# Annointing. how do I stop it?



## Dr Robotnik (Aug 10, 2010)

So every time I go to get quality time with the hedgie, I wake him up, let him roam in the cage for 10 minutes, then I pull him out of the cage and set him on the floor. 

This is where everything just goes to #(&*. See I place my hands on the floor, up to at least five feet away, and he comes running into them every time. Cute right? Yeah that's what I thought. UNTIL HE GOES RABID.

This is the third night in a row he'll lick my hands, then nibble them, then start frothing about the mouth. The wife finds this adorable. I find it disturbing. 

I've tried changing the scents on my hands, washing with everything from dish soap to the alcohol smelling anti-bacterial. NO luck. He doesn't do this with my wife at all, and I can't figure out what it is about me that makes him to crazy with rabies. Is this normal for babies? He's quilling and seven weeks old if that helps.

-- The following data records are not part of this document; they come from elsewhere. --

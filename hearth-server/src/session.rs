//! Signed-cookie sessions

use base64::engine::general_purpose::URL_SAFE_NO_PAD;
use base64::Engine as _;
use cookie::{Cookie, CookieJar, Key, SameSite};
use hyper::header::{HeaderMap, HeaderValue, COOKIE};
use serde_json::{Map, Value};
use sha2::{Digest, Sha512};
use tracing::debug;

pub const SESSION_COOKIE: &str = "session";

/// Thirty days, in seconds.
const SESSION_MAX_AGE: i64 = 86400 * 30;

const FLASHES_KEY: &str = "_flash";

#[derive(Debug, thiserror::Error)]
pub enum SessionError {
    #[error("session payload is not valid base64: {0}")]
    Encoding(#[from] base64::DecodeError),

    #[error("session payload is not valid JSON: {0}")]
    Payload(#[from] serde_json::Error),

    #[error("session cookie is not a valid header value")]
    Header(#[from] hyper::header::InvalidHeaderValue),
}

/// Per-visitor key/value store carried in the session cookie.
#[derive(Debug, Clone, Default, PartialEq)]
pub struct Session {
    values: Map<String, Value>,
    fresh: bool,
}

impl Session {
    /// A session with no cookie behind it.
    pub fn new() -> Self {
        Self {
            values: Map::new(),
            fresh: true,
        }
    }

    /// True when the request carried no valid session cookie.
    pub fn is_fresh(&self) -> bool {
        self.fresh
    }

    pub fn get(&self, key: &str) -> Option<&Value> {
        self.values.get(key)
    }

    pub fn get_str(&self, key: &str) -> Option<&str> {
        self.values.get(key).and_then(Value::as_str)
    }

    pub fn insert(&mut self, key: impl Into<String>, value: impl Into<Value>) {
        self.values.insert(key.into(), value.into());
    }

    pub fn remove(&mut self, key: &str) -> Option<Value> {
        self.values.remove(key)
    }

    /// Queue a one-shot message for the next page view.
    pub fn add_flash(&mut self, message: impl Into<String>) {
        let entry = self
            .values
            .entry(FLASHES_KEY)
            .or_insert_with(|| Value::Array(Vec::new()));
        if let Value::Array(list) = entry {
            list.push(Value::String(message.into()));
        }
    }

    /// Take every queued flash message.
    pub fn take_flashes(&mut self) -> Vec<String> {
        match self.values.remove(FLASHES_KEY) {
            Some(Value::Array(list)) => list
                .into_iter()
                .filter_map(|v| v.as_str().map(str::to_owned))
                .collect(),
            _ => Vec::new(),
        }
    }
}

/// Encodes sessions into signed `Set-Cookie` headers and back.
#[derive(Clone)]
pub struct SessionCodec {
    key: Key,
    secure: bool,
}

impl SessionCodec {
    /// The signing key is derived from `secret`, so any non-empty secret
    /// yields a full-strength key.
    pub fn new(secret: &str, secure: bool) -> Self {
        let digest = Sha512::digest(secret.as_bytes());
        Self {
            key: Key::from(digest.as_slice()),
            secure,
        }
    }

    /// Read the session from the request's `Cookie` headers.
    ///
    /// A missing, unsigned or tampered cookie yields a fresh session. A
    /// correctly signed cookie whose payload does not decode is an error.
    pub fn decode(&self, headers: &HeaderMap) -> Result<Session, SessionError> {
        let mut jar = CookieJar::new();
        for header in headers.get_all(COOKIE) {
            let Ok(raw) = header.to_str() else {
                continue;
            };
            for cookie in Cookie::split_parse(raw).flatten() {
                if cookie.name() == SESSION_COOKIE {
                    jar.add_original(cookie.into_owned());
                }
            }
        }

        if jar.get(SESSION_COOKIE).is_none() {
            return Ok(Session::new());
        }
        let Some(verified) = jar.signed(&self.key).get(SESSION_COOKIE) else {
            debug!("Ignoring session cookie with a bad signature");
            return Ok(Session::new());
        };

        let payload = URL_SAFE_NO_PAD.decode(verified.value())?;
        let values: Map<String, Value> = serde_json::from_slice(&payload)?;
        Ok(Session {
            values,
            fresh: false,
        })
    }

    /// Build the signed `Set-Cookie` header for `session`.
    pub fn encode(&self, session: &Session) -> Result<HeaderValue, SessionError> {
        let payload = URL_SAFE_NO_PAD.encode(serde_json::to_vec(&session.values)?);

        let cookie = Cookie::build((SESSION_COOKIE, payload))
            .path("/")
            .http_only(true)
            .secure(self.secure)
            .same_site(SameSite::Lax)
            .max_age(cookie::time::Duration::seconds(SESSION_MAX_AGE))
            .build();

        let mut jar = CookieJar::new();
        jar.signed_mut(&self.key).add(cookie);
        let signed = jar
            .get(SESSION_COOKIE)
            .map(|c| c.to_string())
            .unwrap_or_default();
        Ok(HeaderValue::from_str(&signed)?)
    }
}

impl std::fmt::Debug for SessionCodec {
    fn fmt(&self, f: &mut std::fmt::Formatter<'_>) -> std::fmt::Result {
        f.debug_struct("SessionCodec")
            .field("secure", &self.secure)
            .finish_non_exhaustive()
    }
}

#[cfg(test)]
mod tests {
    use super::*;

    fn request_headers(set_cookie: &HeaderValue) -> HeaderMap {
        // Browsers send back only the name=value pair
        let pair = set_cookie.to_str().unwrap().split(';').next().unwrap();
        let mut headers = HeaderMap::new();
        headers.insert(COOKIE, HeaderValue::from_str(pair).unwrap());
        headers
    }

    #[test]
    fn test_missing_cookie_gives_fresh_session() {
        let codec = SessionCodec::new("secret", false);
        let session = codec.decode(&HeaderMap::new()).unwrap();
        assert!(session.is_fresh());
        assert_eq!(session, Session::new());
    }

    #[test]
    fn test_encoded_session_decodes() {
        let codec = SessionCodec::new("secret", false);
        let mut session = Session::new();
        session.insert("user", "42");
        session.insert("name", "dave");

        let header = codec.encode(&session).unwrap();
        let text = header.to_str().unwrap();
        assert!(text.starts_with("session="));
        assert!(text.contains("HttpOnly"));
        assert!(text.contains("Path=/"));

        let decoded = codec.decode(&request_headers(&header)).unwrap();
        assert!(!decoded.is_fresh());
        assert_eq!(decoded.get_str("user"), Some("42"));
        assert_eq!(decoded.get_str("name"), Some("dave"));
    }

    #[test]
    fn test_cookie_signed_with_other_secret_is_ignored() {
        let ours = SessionCodec::new("secret", false);
        let theirs = SessionCodec::new("other", false);
        let mut session = Session::new();
        session.insert("user", "1");

        let forged = theirs.encode(&session).unwrap();
        let decoded = ours.decode(&request_headers(&forged)).unwrap();
        assert!(decoded.is_fresh());
        assert_eq!(decoded.get("user"), None);
    }

    #[test]
    fn test_unsigned_cookie_is_ignored() {
        let codec = SessionCodec::new("secret", false);
        let mut headers = HeaderMap::new();
        headers.insert(COOKIE, HeaderValue::from_static("theme=dark; session=e30"));
        let decoded = codec.decode(&headers).unwrap();
        assert!(decoded.is_fresh());
    }

    #[test]
    fn test_flashes_are_taken_once() {
        let mut session = Session::new();
        session.add_flash("Invalid Username/Password");
        session.add_flash("Try again");
        assert_eq!(
            session.take_flashes(),
            vec!["Invalid Username/Password", "Try again"]
        );
        assert!(session.take_flashes().is_empty());
    }

    #[test]
    fn test_secure_flag() {
        let codec = SessionCodec::new("secret", true);
        let header = codec.encode(&Session::new()).unwrap();
        assert!(header.to_str().unwrap().contains("Secure"));
    }
}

Please I beseech anyone for help. My wife wants to videotape the phenomenon tonight and upload it. I don't want to be that poor guy on Youtube.


----------



## mccauleywent (Jun 30, 2010)

LOL! i just got my hedgie, she is a 8 month old rescue, and she does this to my fiancee, i think its ADORABLE. he thinks its "cute, wet, and sticky" but im almost 100% sure they do it if they like you  so thats a good sign...


----------



## tie-dye hedgie (Dec 19, 2009)

He's a baby, every smell is new to him! I would say just stick with *one* unscented hand soap and let him get used to it.


----------



## Dr Robotnik (Aug 10, 2010)

No, he definitely doesn't like me, he's trying to _control_ me. He's already fooled my wife and dog, I will not go quietly into the night!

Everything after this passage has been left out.